Data supplied:
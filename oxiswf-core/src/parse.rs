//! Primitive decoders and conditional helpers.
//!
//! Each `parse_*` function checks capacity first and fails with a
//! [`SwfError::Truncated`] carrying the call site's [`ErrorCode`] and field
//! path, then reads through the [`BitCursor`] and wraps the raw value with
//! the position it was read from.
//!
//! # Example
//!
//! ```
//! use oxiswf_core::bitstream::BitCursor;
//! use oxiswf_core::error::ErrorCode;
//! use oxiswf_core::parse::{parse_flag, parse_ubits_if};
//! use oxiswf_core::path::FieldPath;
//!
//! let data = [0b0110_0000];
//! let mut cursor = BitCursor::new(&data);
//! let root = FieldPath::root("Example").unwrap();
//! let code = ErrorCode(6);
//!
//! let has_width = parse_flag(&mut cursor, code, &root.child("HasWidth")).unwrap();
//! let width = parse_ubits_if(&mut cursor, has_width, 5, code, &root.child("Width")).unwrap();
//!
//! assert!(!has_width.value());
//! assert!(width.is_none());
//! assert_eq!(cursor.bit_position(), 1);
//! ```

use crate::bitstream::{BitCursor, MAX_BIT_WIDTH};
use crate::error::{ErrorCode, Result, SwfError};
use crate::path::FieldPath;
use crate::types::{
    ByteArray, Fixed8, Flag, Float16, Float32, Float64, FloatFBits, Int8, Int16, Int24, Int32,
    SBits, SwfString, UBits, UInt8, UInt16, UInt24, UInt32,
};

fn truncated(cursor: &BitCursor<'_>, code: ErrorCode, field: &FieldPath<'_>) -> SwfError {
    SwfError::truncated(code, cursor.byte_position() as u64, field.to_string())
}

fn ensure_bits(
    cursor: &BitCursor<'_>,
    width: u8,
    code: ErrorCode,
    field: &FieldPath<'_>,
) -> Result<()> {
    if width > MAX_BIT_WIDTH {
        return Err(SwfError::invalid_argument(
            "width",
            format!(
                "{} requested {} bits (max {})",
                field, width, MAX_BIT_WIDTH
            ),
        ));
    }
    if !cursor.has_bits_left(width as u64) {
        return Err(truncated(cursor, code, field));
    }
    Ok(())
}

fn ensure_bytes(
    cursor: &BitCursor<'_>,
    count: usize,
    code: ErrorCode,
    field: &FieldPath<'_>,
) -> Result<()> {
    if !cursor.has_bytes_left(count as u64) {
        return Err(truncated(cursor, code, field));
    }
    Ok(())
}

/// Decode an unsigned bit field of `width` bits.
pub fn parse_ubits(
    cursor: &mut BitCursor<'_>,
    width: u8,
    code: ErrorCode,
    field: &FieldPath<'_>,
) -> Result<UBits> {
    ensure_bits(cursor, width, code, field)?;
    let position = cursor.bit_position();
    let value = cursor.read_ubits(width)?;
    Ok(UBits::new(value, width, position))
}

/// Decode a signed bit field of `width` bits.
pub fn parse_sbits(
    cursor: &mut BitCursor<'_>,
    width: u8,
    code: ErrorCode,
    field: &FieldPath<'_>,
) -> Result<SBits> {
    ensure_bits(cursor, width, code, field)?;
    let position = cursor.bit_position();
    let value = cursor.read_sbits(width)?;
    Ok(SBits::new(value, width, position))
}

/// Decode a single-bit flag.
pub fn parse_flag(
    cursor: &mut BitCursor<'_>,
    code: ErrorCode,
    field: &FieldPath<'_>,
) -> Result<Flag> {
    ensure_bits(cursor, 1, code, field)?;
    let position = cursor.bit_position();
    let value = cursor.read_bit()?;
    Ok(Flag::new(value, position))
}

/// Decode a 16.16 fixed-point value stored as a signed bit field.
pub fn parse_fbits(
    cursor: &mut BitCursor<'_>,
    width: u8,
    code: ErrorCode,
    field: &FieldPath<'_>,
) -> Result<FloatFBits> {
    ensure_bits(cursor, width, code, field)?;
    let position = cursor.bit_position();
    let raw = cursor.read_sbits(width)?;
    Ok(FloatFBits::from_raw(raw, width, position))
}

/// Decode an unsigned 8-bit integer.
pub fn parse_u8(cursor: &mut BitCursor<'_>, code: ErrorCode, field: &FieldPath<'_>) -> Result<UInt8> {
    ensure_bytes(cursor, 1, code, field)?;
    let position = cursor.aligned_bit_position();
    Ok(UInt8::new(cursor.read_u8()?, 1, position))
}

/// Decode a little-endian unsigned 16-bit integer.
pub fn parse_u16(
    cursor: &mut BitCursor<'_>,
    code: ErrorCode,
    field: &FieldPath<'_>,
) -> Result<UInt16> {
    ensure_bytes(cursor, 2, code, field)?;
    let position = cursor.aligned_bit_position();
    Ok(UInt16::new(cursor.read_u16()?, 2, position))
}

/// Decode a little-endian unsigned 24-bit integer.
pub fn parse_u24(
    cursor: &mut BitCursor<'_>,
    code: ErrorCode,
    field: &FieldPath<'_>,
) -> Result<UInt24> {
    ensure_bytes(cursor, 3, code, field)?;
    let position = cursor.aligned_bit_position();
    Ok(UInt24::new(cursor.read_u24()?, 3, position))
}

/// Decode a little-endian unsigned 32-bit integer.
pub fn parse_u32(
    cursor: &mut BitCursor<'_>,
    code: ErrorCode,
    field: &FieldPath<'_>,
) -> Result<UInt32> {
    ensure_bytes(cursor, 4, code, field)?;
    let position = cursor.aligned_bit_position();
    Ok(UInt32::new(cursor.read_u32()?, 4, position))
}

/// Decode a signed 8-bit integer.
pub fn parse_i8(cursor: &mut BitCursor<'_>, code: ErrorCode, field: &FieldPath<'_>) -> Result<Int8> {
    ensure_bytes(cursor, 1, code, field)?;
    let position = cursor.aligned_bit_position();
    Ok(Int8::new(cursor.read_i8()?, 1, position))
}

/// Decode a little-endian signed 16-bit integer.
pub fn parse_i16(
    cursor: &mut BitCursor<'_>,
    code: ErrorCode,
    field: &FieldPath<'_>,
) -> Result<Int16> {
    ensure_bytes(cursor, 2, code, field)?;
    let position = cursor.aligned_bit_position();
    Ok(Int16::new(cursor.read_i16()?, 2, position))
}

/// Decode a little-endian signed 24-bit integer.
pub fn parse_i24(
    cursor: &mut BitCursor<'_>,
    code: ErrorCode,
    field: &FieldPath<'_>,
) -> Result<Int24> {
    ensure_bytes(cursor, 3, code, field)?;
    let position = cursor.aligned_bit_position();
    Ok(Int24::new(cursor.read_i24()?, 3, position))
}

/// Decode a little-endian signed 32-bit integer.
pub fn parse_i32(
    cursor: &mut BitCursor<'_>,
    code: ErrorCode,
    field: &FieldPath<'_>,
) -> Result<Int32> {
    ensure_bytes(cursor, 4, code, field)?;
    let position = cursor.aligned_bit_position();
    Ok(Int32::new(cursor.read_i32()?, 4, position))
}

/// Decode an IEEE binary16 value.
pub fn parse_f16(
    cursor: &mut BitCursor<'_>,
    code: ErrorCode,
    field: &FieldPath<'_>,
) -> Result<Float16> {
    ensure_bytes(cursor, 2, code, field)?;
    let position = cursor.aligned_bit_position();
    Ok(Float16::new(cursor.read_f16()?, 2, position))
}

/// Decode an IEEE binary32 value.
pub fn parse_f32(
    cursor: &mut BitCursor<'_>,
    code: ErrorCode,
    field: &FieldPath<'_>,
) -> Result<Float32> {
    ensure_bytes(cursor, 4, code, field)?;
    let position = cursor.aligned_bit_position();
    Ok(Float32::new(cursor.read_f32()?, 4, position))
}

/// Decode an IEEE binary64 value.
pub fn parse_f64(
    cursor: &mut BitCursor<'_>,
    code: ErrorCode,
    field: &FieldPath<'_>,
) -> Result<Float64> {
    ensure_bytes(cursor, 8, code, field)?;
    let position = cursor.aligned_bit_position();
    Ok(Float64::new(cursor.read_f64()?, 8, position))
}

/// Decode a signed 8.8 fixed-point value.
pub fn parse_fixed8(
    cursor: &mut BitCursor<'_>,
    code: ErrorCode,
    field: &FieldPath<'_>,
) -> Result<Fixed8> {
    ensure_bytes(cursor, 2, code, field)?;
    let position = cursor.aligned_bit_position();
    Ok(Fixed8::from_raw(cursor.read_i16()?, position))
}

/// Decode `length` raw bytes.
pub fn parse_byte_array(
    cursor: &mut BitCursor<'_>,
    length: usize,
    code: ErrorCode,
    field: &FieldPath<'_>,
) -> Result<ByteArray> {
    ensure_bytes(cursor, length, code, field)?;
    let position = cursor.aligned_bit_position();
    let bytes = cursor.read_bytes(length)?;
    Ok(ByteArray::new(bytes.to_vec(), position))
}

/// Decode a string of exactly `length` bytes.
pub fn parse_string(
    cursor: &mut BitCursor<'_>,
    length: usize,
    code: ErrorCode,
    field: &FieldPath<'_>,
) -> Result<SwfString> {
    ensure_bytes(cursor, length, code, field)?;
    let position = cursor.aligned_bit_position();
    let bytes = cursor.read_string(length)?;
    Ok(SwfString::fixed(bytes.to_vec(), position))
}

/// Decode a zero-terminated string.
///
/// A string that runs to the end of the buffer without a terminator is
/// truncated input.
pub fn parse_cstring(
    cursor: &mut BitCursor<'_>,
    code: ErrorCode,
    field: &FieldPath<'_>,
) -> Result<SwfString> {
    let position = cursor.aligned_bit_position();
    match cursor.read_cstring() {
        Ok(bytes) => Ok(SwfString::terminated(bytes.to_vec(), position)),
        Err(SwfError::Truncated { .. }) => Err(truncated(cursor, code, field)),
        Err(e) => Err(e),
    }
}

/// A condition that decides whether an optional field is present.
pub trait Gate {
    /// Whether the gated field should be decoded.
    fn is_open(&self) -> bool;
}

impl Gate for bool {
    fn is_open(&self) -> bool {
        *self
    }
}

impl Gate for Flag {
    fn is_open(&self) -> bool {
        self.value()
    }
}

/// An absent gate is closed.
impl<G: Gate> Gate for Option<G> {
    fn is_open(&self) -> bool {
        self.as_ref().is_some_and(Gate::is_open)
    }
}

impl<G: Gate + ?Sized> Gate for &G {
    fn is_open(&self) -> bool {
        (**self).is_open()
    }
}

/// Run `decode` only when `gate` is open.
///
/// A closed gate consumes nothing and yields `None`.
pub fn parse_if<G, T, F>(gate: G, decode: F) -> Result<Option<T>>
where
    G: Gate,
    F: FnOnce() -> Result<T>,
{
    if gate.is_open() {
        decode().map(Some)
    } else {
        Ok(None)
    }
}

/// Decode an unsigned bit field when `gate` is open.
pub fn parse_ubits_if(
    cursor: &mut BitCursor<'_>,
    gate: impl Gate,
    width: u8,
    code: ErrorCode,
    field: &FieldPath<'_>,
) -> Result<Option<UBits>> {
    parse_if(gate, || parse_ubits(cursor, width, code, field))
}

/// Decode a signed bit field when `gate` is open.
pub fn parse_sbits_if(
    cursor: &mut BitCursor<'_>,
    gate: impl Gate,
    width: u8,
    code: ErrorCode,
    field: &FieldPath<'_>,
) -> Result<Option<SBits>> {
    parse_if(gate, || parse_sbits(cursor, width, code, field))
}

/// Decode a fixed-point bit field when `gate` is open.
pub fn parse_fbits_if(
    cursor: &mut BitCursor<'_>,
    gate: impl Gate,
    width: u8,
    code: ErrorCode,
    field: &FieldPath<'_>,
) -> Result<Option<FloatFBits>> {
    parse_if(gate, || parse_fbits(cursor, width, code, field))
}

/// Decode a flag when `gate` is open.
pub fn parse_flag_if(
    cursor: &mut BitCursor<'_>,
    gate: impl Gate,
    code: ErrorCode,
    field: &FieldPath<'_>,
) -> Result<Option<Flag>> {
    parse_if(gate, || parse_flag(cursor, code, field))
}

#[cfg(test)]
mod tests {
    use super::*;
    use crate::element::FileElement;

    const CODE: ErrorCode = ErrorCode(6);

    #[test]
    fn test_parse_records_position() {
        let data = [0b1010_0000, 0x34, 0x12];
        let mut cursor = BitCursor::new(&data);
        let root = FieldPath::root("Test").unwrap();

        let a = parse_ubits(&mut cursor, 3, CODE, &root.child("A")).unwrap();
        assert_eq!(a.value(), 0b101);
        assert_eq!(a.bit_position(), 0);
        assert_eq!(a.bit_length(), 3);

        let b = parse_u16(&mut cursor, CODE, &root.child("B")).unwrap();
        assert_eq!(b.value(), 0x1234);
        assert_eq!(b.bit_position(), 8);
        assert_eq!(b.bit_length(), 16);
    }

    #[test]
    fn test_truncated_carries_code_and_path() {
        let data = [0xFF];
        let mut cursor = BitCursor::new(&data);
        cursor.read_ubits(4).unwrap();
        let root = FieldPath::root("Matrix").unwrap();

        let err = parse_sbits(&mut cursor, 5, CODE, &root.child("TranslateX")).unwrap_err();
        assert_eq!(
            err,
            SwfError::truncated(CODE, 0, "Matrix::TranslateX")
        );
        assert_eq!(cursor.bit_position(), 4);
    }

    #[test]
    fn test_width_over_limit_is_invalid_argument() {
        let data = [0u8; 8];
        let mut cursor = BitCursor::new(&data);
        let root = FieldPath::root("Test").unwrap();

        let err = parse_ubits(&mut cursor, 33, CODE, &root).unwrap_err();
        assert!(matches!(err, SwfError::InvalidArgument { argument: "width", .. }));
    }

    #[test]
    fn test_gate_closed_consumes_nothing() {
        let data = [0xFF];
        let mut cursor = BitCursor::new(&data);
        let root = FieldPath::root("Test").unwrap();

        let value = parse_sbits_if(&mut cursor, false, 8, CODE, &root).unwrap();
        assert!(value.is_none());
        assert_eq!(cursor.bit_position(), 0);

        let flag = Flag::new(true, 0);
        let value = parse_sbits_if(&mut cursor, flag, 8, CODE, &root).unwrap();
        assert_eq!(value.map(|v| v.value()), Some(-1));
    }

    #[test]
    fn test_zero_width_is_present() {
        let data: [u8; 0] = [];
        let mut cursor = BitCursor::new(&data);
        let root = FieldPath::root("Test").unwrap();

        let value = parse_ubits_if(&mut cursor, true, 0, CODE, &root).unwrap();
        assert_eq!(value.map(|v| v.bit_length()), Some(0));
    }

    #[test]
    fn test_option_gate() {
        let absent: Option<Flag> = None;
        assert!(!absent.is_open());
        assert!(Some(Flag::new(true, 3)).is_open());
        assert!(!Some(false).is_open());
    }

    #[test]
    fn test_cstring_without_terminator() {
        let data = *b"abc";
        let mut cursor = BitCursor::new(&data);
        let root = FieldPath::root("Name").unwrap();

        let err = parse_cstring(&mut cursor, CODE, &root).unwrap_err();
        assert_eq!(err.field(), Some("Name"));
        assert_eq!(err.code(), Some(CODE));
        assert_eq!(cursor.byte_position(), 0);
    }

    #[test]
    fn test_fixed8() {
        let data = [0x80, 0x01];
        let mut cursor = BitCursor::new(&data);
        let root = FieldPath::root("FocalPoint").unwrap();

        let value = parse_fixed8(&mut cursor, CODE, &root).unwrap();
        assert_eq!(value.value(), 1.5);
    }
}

What is required: Look through the material above for "crate" and copy the lines that have it.

Exercise output:
use crate::bitstream::{BitCursor, MAX_BIT_WIDTH};
use crate::error::{ErrorCode, Result, SwfError};
use crate::path::FieldPath;
use crate::types::{
    use crate::element::FileElement;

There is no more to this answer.